> Recorded information:
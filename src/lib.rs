//! # quadrantd
//!
//! Self-hosted Eisenhower matrix backend for Todoist tasks.
//!
//! This library provides:
//! - A pure classifier deriving urgency, importance and quadrant from
//!   a task's priority, due date and content
//! - An in-memory task store that keeps the classified view in sync
//!   with the remote service across mutations
//! - An HTTP API for the matrix UI
//!
//! ## Architecture
//!
//! ```text
//!   Todoist REST v2 ──▶ TaskService ──▶ classify ──▶ TaskStore ──▶ HTTP API
//!        (remote            (seam)       (pure)      (session       (axum)
//!      system of record)                               cache)
//! ```
//!
//! ## Data Flow
//! 1. Fetch raw tasks from the remote service
//! 2. Classify each into one of four quadrants (`do`, `schedule`,
//!    `delegate`, `delete`)
//! 3. Serve the classified view; translate user intents (create,
//!    edit, drag to quadrant, complete, delete) into remote mutations
//! 4. Refetch to reconcile — quadrant membership is always derived,
//!    never stored
//!
//! ## Modules
//! - `classify`: pure urgency/importance/quadrant derivation
//! - `store`: session-authoritative cache of classified tasks
//! - `todoist`: the remote task service boundary
//! - `api`: axum routes fronting the store

pub mod api;
pub mod classify;
pub mod config;
pub mod store;
pub mod task;
pub mod todoist;

pub use classify::{classify, Classification, Importance, Quadrant, Urgency};
pub use config::Config;
pub use store::{MatrixState, SharedTaskStore, TaskStore};
pub use task::{ClassifiedTask, Due, NewTask, Task, TaskUpdate};
pub use todoist::{ServiceError, TaskService, TodoistClient};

> Directions: Would you copy exactly the lines from the one that contains "pub use config::Config;" through the final line of the records above, including both?

> Result of the exercise:
pub use config::Config;
pub use store::{MatrixState, SharedTaskStore, TaskStore};
pub use task::{ClassifiedTask, Due, NewTask, Task, TaskUpdate};
pub use todoist::{ServiceError, TaskService, TodoistClient};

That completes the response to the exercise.